Exercise aim: Restate, word for word, the lines from the opening line of the data through the line containing "Backing store failure.", both included, and nothing else.

Data to use:
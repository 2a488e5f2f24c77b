//! Query service error types.

use tally_shared::AppError;
use thiserror::Error;

use super::store::StoreError;
use crate::budget::BudgetError;
use crate::category::CategoryError;
use crate::transaction::TransactionError;

/// Errors surfaced by the query service.
#[derive(Debug, Error)]
pub enum QueryError {
    /// Budget rule violation or calculator failure.
    #[error(transparent)]
    Budget(#[from] BudgetError),

    /// Transaction rule violation.
    #[error(transparent)]
    Transaction(#[from] TransactionError),

    /// Category registry rule violation.
    #[error(transparent)]
    Category(#[from] CategoryError),

    /// Backing store failure.
    #[error(transparent)]
    Store(#[from] StoreError),
}

impl From<QueryError> for AppError {
    fn from(err: QueryError) -> Self {
        let message = err.to_string();
        match err {
            QueryError::Budget(BudgetError::NotFound(_))
            | QueryError::Transaction(TransactionError::NotFound(_)) => Self::NotFound(message),
            QueryError::Budget(BudgetError::DuplicateCategory(_)) => Self::Conflict(message),
            QueryError::Budget(BudgetError::NegativeAmount | BudgetError::EmptyCategory)
            | QueryError::Transaction(
                TransactionError::NegativeAmount(_) | TransactionError::EmptyCategory,
            )
            | QueryError::Category(_) => Self::Validation(message),
            // Upstream invariant violations: the stored data itself is wrong.
            QueryError::Budget(
                BudgetError::InvalidBudget { .. }
                | BudgetError::InvalidTransaction { .. }
                | BudgetError::InvalidPeriod(_)
                | BudgetError::Overflow(_),
            )
            | QueryError::Transaction(TransactionError::Overflow) => Self::Internal(message),
            QueryError::Store(_) => Self::Database(message),
        }
    }
}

Task output:
repository 2a488e5f2f24c77b
//! Query service error types.

use tally_shared::AppError;
use thiserror::Error;

use super::store::StoreError;
use crate::budget::BudgetError;
use crate::category::CategoryError;
use crate::transaction::TransactionError;

/// Errors surfaced by the query service.
#[derive(Debug, Error)]
pub enum QueryError {
    /// Budget rule violation or calculator failure.
    #[error(transparent)]
    Budget(#[from] BudgetError),

    /// Transaction rule violation.
    #[error(transparent)]
    Transaction(#[from] TransactionError),

    /// Category registry rule violation.
    #[error(transparent)]
    Category(#[from] CategoryError),

    /// Backing store failure.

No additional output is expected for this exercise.